╭─ Records shown
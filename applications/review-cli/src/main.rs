/// Clip review command-line front end
use clap::{Args, Parser, Subcommand};
use review_cli::{commands, CliConfig, OptionOverrides};
use std::path::PathBuf;
use tracing_subscriber::{layer::SubscriberExt, util::SubscriberInitExt};

#[derive(Parser)]
#[command(name = "review-cli")]
#[command(about = "Trim, clean up and normalize recorded clips", long_about = None)]
struct Cli {
    /// Configuration file path (defaults to ./review.toml)
    #[arg(short, long, global = true, env = "REVIEW_CONFIG")]
    config: Option<PathBuf>,

    #[command(subcommand)]
    command: Commands,
}

#[derive(Args, Clone, Copy)]
struct StageFlags {
    /// Keep leading and trailing silence
    #[arg(long)]
    no_trim: bool,
    /// Skip the noise filter
    #[arg(long)]
    no_noise: bool,
    /// Skip loudness normalization
    #[arg(long)]
    no_loudness: bool,
}

impl From<StageFlags> for OptionOverrides {
    fn from(flags: StageFlags) -> Self {
        Self {
            no_trim: flags.no_trim,
            no_noise: flags.no_noise,
            no_loudness: flags.no_loudness,
        }
    }
}

#[derive(Subcommand)]
enum Commands {
    /// Print loudness and speech bounds of a file
    Analyze {
        /// Audio file
        file: PathBuf,
    },
    /// Process files and write WAV results to a directory
    Process {
        /// Audio files
        #[arg(required = true)]
        files: Vec<PathBuf>,
        /// Output directory
        #[arg(short, long)]
        out: PathBuf,
        #[command(flatten)]
        stages: StageFlags,
    },
    /// Process files and upload them to the server
    Save {
        /// Audio files
        #[arg(required = true)]
        files: Vec<PathBuf>,
        #[command(flatten)]
        stages: StageFlags,
    },
}

#[tokio::main]
async fn main() -> anyhow::Result<()> {
    // Initialize tracing
    tracing_subscriber::registry()
        .with(
            tracing_subscriber::EnvFilter::try_from_default_env()
                .unwrap_or_else(|_| "review_cli=info,review_session=info".into()),
        )
        .with(tracing_subscriber::fmt::layer())
        .init();

    let cli = Cli::parse();
    let config = CliConfig::load(cli.config.as_deref())?;

    match cli.command {
        Commands::Analyze { file } => {
            let report = commands::analyze(&file)?;
            println!("{report}");
        }
        Commands::Process { files, out, stages } => {
            let options = OptionOverrides::from(stages).apply(config.options());
            let report = commands::process(&config, &files, &out, options).await?;
            println!(
                "Wrote {} clip(s) to {}, {} failed",
                report.succeeded_count(),
                out.display(),
                report.failed_count()
            );
            for failed in &report.failed {
                println!("  {}: {}", failed.id, failed.reason);
            }
        }
        Commands::Save { files, stages } => {
            let options = OptionOverrides::from(stages).apply(config.options());
            let report = commands::save(&config, &files, options).await?;
            println!(
                "Saved {} clip(s), {} failed",
                report.succeeded_count(),
                report.failed_count()
            );
            for saved in &report.succeeded {
                println!("  {} -> {}", saved.id, saved.title);
            }
            for failed in &report.failed {
                println!("  {}: {}", failed.id, failed.reason);
            }
        }
    }

    Ok(())
}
╰─
Requirement - Reproduce the data shown above exactly.

Worked solution -
filename applications/review-cli/src/main.rs
/// Clip review command-line front end
use clap::{Args, Parser, Subcommand};
use review_cli::{commands, CliConfig, OptionOverrides};
use std::path::PathBuf;
use tracing_subscriber::{layer::SubscriberExt, util::SubscriberInitExt};

#[derive(Parser)]
#[command(name = "review-cli")]
#[command(about = "Trim, clean up and normalize recorded clips", long_about = None)]
struct Cli {
    /// Configuration file path (defaults to ./review.toml)
    #[arg(short, long, global = true, env = "REVIEW_CONFIG")]
    config: Option<PathBuf>,

    #[command(subcommand)]
    command: Commands,
}

#[derive(Args, Clone, Copy)]
struct StageFlags {
    /// Keep leading and trailing silence
    #[arg(long)]
    no_trim: bool,
    /// Skip the noise filter
    #[arg(long)]
    no_noise: bool,
    /// Skip loudness normalization
    #[arg(long)]
    no_loudness: bool,
}

impl From<StageFlags> for OptionOverrides {
    fn from(flags: StageFlags) -> Self {
        Self {
            no_trim: flags.no_trim,
            no_noise: flags.no_noise,
            no_loudness: flags.no_loudness,
        }
    }
}

#[derive(Subcommand)]
enum Commands {
    /// Print loudness and speech bounds of a file
    Analyze {
        /// Audio file
        file: PathBuf,
    },
    /// Process files and write WAV results to a directory
    Process {
        /// Audio files
        #[arg(required = true)]
        files: Vec<PathBuf>,
        /// Output directory
        #[arg(short, long)]
        out: PathBuf,
        #[command(flatten)]
        stages: StageFlags,
    },
    /// Process files and upload them to the server
    Save {
        /// Audio files
        #[arg(required = true)]
        files: Vec<PathBuf>,
        #[command(flatten)]
        stages: StageFlags,
    },
}

#[tokio::main]
async fn main() -> anyhow::Result<()> {
    // Initialize tracing
    tracing_subscriber::registry()
        .with(
            tracing_subscriber::EnvFilter::try_from_default_env()
                .unwrap_or_else(|_| "review_cli=info,review_session=info".into()),
        )
        .with(tracing_subscriber::fmt::layer())
        .init();

    let cli = Cli::parse();
    let config = CliConfig::load(cli.config.as_deref())?;

    match cli.command {
        Commands::Analyze { file } => {
            let report = commands::analyze(&file)?;
            println!("{report}");
        }
        Commands::Process { files, out, stages } => {
            let options = OptionOverrides::from(stages).apply(config.options());
            let report = commands::process(&config, &files, &out, options).await?;
            println!(
                "Wrote {} clip(s) to {}, {} failed",
                report.succeeded_count(),
                out.display(),
                report.failed_count()
            );
            for failed in &report.failed {
                println!("  {}: {}", failed.id, failed.reason);
            }
        }
        Commands::Save { files, stages } => {
            let options = OptionOverrides::from(stages).apply(config.options());
            let report = commands::save(&config, &files, options).await?;
            println!(
                "Saved {} clip(s), {} failed",
                report.succeeded_count(),
                report.failed_count()
            );
            for saved in &report.succeeded {
                println!("  {} -> {}", saved.id, saved.title);
            }
            for failed in &report.failed {
                println!("  {}: {}", failed.id, failed.reason);
            }
        }
    }

    Ok(())
}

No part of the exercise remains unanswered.